[Data entries]
[Start of Attachment]
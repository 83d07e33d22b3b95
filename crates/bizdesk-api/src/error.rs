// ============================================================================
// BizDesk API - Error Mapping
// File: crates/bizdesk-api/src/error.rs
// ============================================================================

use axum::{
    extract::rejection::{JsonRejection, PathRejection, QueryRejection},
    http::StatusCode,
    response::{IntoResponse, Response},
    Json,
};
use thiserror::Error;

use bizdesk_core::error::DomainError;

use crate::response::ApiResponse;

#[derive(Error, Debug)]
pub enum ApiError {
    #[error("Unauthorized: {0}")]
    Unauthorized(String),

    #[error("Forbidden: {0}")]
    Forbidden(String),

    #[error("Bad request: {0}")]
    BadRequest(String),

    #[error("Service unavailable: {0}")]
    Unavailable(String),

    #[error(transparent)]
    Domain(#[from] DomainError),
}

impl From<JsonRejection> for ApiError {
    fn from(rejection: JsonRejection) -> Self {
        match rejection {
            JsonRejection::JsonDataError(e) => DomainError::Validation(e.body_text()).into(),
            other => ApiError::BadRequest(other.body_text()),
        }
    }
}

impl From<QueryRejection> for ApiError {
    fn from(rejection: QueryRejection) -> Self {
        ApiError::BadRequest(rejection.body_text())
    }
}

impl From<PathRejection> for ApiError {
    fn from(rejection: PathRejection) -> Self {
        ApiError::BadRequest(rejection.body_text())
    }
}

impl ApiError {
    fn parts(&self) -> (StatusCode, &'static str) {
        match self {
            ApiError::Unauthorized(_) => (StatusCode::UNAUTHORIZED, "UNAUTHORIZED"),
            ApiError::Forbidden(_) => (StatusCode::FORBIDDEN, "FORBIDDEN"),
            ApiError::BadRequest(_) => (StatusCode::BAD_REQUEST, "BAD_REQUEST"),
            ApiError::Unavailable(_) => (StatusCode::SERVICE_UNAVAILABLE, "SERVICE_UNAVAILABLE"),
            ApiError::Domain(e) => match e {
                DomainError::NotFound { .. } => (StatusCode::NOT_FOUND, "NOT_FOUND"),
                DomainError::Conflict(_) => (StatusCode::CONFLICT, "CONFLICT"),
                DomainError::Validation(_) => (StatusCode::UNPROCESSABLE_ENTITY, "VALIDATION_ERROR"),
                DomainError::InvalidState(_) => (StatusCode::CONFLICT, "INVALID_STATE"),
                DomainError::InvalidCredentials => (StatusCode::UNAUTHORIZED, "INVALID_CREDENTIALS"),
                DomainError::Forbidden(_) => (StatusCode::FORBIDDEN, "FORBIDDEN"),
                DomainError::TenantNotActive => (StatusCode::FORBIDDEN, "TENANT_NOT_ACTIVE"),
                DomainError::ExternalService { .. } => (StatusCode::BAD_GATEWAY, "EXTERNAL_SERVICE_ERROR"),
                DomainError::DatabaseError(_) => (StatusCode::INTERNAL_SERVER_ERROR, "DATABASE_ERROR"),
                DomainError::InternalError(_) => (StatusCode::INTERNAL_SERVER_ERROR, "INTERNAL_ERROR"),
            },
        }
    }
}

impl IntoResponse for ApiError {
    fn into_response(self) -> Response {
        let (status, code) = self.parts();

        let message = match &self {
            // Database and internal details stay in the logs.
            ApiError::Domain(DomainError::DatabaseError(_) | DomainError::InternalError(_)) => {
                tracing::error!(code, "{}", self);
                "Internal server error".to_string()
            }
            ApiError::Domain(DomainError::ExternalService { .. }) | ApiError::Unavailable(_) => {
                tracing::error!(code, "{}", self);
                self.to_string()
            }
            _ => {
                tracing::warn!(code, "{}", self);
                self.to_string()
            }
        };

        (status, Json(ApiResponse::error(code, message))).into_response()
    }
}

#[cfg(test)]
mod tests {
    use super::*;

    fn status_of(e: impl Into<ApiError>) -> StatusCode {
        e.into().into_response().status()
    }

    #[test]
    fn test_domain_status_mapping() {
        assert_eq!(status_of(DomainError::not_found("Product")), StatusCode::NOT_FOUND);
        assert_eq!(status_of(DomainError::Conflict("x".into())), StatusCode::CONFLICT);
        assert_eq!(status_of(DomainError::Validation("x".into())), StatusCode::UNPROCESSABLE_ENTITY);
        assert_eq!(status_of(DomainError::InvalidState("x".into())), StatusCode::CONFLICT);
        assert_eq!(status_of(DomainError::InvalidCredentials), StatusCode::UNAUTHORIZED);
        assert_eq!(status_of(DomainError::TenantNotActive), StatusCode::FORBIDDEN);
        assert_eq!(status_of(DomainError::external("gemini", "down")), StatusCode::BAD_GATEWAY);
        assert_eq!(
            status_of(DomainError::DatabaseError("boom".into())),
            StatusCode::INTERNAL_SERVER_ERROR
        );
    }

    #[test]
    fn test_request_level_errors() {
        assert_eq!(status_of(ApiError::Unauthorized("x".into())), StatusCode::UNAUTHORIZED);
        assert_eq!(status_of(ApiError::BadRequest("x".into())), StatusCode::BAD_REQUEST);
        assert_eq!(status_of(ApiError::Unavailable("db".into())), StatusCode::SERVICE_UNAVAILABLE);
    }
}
[End of Attachment]
[Start of Attachment]
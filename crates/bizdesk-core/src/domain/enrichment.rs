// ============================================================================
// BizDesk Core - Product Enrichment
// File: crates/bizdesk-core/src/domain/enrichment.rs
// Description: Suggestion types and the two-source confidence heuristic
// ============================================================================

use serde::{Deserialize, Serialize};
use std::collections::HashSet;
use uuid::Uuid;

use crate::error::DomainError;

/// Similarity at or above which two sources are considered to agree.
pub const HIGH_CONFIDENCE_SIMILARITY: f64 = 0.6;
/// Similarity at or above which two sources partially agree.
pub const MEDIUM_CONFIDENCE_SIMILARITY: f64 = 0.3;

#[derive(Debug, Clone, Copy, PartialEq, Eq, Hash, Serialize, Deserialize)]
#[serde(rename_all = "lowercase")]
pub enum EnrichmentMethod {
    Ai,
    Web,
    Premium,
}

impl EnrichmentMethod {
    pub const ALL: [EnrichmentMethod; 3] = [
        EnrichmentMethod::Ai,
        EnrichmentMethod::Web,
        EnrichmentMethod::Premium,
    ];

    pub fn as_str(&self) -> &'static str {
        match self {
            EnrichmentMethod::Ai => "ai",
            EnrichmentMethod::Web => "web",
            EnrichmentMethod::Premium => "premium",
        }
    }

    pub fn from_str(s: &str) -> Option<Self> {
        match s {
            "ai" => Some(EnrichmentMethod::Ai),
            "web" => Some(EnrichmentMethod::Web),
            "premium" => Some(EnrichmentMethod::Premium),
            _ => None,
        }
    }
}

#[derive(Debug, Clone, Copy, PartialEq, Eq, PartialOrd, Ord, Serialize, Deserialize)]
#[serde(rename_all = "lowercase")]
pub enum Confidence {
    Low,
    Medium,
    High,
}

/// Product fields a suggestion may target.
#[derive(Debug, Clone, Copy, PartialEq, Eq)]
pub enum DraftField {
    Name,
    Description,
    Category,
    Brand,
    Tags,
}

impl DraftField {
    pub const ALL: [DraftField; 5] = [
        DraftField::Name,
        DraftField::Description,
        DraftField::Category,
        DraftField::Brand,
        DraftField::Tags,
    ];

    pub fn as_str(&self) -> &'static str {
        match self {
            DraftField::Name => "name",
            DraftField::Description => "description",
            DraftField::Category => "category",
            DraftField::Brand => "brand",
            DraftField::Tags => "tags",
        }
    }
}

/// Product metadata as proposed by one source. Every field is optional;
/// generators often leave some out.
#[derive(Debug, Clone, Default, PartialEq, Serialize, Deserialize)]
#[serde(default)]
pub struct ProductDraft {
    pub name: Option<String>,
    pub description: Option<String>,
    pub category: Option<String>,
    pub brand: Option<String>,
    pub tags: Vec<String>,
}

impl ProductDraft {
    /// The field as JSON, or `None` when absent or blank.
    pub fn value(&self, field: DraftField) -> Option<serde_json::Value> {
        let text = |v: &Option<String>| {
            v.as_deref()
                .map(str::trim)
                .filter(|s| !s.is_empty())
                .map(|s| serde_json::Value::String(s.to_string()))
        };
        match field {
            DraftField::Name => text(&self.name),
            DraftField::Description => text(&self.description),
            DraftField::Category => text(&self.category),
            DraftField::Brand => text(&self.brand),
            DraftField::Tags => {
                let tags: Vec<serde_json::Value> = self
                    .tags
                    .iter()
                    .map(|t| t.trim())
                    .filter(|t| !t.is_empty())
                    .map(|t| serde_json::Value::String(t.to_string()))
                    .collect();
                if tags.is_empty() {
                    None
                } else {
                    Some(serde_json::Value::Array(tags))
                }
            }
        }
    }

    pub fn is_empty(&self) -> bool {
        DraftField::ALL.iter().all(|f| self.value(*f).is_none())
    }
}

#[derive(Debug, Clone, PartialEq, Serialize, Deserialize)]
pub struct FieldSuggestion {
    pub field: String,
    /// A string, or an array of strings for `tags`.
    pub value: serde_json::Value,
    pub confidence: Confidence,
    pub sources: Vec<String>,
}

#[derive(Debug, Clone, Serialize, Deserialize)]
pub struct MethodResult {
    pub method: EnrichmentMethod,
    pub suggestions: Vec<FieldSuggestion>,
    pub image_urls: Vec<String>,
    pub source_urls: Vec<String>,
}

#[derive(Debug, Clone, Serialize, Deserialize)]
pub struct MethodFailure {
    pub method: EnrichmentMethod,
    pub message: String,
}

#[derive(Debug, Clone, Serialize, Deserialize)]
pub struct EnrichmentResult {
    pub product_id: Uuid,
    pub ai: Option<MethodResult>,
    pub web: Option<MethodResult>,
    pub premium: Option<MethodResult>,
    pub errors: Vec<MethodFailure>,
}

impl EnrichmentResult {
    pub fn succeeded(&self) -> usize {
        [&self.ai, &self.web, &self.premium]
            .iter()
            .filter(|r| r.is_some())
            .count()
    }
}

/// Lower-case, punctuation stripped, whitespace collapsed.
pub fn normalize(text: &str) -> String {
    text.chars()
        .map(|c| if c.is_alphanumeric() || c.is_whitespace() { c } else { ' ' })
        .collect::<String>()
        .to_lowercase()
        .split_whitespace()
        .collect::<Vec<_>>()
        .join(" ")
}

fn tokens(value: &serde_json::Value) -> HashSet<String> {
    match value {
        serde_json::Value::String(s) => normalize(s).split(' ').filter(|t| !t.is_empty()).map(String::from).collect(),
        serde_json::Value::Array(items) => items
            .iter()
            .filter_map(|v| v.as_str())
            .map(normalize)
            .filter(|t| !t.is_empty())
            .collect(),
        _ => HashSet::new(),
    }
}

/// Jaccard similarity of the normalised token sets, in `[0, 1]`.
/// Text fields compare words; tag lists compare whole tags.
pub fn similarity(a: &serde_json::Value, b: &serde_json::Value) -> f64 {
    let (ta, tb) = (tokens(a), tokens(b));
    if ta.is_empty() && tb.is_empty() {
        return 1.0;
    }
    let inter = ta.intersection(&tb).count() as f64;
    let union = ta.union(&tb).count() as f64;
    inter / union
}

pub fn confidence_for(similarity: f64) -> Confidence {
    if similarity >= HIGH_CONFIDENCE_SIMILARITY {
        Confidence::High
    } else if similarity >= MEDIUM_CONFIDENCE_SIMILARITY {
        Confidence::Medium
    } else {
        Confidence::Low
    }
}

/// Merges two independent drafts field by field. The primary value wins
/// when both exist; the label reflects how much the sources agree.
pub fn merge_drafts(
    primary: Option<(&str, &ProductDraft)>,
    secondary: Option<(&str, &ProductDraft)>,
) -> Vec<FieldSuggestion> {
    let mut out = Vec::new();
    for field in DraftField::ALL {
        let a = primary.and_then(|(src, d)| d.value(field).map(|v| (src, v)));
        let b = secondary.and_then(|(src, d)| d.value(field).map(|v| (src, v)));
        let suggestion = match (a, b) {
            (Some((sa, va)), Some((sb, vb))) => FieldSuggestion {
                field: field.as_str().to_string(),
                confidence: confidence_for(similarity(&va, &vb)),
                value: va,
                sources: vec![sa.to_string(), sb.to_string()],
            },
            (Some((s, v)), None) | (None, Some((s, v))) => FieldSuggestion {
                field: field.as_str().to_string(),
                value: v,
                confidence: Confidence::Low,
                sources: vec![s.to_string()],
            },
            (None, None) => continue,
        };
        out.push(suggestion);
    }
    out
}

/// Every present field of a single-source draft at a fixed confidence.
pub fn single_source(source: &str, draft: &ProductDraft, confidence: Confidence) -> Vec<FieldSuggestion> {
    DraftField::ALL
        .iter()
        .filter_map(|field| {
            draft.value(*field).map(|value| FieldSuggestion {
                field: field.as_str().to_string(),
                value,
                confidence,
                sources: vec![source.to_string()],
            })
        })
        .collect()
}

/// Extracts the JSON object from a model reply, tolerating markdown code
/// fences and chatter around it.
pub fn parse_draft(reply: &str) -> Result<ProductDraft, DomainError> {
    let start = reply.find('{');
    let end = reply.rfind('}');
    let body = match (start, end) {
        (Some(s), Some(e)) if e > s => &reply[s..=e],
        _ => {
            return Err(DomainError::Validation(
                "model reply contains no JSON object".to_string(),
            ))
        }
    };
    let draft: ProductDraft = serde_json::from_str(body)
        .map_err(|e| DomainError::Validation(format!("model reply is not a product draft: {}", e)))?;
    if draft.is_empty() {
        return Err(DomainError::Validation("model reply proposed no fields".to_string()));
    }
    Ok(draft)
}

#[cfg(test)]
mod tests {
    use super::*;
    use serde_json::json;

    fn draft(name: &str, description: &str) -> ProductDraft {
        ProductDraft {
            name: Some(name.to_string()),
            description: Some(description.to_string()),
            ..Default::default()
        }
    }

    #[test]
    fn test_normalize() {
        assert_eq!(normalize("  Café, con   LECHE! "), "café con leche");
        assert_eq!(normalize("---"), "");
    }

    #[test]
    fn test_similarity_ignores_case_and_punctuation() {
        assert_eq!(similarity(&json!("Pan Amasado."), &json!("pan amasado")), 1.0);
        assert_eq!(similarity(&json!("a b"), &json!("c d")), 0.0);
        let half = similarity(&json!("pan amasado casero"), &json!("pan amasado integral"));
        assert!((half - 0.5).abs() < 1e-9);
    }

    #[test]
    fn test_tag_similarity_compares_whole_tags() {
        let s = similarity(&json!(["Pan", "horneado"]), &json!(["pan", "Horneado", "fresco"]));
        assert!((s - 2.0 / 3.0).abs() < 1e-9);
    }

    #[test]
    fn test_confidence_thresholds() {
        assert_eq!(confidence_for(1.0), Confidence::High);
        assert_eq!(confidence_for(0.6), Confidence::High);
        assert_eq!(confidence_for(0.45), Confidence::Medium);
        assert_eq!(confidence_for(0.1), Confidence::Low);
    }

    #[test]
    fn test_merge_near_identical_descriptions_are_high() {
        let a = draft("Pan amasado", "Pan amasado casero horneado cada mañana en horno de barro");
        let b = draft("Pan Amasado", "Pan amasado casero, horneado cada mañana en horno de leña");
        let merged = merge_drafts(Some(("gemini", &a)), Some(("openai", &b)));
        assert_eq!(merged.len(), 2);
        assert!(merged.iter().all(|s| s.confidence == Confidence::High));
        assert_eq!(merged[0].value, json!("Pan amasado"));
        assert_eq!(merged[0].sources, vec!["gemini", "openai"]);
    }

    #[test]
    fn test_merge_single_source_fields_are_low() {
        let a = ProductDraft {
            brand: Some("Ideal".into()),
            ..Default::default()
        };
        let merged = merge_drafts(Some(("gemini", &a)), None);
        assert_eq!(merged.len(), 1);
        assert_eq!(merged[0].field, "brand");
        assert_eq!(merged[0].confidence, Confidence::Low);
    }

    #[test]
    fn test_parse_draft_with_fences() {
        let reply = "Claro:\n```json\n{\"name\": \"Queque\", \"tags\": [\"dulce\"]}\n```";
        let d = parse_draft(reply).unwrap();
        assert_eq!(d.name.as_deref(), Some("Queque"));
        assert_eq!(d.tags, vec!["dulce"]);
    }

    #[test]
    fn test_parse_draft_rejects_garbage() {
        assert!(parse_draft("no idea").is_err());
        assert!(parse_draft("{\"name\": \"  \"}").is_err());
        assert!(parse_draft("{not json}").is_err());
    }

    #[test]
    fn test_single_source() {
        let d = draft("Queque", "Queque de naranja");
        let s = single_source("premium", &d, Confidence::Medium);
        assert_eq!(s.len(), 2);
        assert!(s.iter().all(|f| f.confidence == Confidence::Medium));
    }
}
[End of Attachment]
[Start of Attachment]
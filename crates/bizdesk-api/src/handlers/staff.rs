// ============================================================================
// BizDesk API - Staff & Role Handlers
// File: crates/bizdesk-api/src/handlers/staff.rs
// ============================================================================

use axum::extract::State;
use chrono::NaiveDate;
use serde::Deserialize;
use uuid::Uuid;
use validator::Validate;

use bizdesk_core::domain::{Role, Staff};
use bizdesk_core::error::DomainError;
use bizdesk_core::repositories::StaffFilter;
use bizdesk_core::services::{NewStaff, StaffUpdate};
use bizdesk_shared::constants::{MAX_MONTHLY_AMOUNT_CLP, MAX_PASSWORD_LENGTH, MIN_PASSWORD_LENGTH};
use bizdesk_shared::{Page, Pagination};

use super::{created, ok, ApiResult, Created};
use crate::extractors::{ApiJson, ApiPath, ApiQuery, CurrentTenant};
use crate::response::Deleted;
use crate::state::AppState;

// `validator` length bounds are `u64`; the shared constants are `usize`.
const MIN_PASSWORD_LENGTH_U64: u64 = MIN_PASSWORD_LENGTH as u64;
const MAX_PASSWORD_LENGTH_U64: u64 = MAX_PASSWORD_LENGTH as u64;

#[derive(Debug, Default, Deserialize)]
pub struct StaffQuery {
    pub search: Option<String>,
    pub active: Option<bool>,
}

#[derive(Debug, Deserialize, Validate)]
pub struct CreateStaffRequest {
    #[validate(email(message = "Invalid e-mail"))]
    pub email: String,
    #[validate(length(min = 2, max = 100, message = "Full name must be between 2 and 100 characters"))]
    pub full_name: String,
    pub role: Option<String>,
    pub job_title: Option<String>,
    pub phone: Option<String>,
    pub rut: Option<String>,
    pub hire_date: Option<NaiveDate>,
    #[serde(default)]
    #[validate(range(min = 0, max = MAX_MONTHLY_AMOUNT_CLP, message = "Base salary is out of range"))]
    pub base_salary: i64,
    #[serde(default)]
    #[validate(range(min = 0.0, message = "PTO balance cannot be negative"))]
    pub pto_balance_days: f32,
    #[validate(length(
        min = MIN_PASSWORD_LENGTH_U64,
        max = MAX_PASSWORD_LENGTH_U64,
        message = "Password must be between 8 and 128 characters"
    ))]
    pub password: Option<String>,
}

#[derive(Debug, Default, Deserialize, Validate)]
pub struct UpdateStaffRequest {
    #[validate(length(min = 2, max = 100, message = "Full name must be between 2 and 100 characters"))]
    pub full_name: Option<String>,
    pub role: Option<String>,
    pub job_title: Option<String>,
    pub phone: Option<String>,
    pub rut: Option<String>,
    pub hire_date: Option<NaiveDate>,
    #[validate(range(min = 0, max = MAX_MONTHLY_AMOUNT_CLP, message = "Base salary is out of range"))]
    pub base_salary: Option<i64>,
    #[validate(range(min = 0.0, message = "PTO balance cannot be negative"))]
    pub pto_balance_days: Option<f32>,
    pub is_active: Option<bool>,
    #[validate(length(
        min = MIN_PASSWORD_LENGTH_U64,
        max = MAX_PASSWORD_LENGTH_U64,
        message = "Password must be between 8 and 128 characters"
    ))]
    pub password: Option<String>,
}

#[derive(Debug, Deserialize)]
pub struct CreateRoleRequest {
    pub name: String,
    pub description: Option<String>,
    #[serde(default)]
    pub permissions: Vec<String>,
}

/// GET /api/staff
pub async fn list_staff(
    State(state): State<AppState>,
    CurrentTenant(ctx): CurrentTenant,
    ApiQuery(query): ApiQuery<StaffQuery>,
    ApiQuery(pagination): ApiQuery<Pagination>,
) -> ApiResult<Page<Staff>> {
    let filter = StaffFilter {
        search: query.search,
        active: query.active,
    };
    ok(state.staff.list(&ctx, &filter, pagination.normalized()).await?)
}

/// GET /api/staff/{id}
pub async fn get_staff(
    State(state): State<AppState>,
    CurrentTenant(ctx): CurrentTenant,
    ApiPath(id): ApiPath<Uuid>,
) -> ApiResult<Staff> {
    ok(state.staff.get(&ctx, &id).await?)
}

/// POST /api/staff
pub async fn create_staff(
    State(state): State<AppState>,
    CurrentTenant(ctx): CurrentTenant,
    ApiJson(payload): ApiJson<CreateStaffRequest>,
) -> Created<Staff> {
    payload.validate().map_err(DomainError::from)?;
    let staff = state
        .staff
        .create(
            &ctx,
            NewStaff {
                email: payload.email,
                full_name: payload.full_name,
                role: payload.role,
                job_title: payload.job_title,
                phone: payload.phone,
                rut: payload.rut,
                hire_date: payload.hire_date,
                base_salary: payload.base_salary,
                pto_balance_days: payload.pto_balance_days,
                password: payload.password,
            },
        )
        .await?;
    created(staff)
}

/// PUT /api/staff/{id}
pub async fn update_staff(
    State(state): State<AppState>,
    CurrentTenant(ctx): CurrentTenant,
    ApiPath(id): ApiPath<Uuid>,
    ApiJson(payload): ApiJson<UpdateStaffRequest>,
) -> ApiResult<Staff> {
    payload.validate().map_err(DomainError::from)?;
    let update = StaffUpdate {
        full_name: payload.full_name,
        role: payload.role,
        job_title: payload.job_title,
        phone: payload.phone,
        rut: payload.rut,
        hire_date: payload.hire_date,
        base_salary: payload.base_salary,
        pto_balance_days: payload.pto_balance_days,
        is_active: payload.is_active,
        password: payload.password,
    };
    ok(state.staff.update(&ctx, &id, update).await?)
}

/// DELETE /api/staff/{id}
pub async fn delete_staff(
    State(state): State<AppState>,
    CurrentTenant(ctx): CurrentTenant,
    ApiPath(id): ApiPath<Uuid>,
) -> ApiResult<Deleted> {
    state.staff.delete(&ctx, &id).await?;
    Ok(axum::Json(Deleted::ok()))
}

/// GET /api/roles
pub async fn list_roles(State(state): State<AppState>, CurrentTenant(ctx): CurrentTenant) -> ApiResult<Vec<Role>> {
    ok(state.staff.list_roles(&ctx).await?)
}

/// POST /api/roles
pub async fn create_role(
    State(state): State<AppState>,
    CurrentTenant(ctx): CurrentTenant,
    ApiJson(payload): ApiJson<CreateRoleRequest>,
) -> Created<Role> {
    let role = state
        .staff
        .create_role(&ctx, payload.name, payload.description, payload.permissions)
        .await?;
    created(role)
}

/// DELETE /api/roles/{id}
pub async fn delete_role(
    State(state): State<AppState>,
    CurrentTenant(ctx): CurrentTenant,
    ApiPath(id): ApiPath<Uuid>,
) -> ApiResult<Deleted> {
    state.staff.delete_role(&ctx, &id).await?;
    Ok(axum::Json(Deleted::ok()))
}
[End of Attachment]
# Exercise:
Your answer should be a single number: how many lines in the preceding entries contain "PathRejection".

# Answer box:
3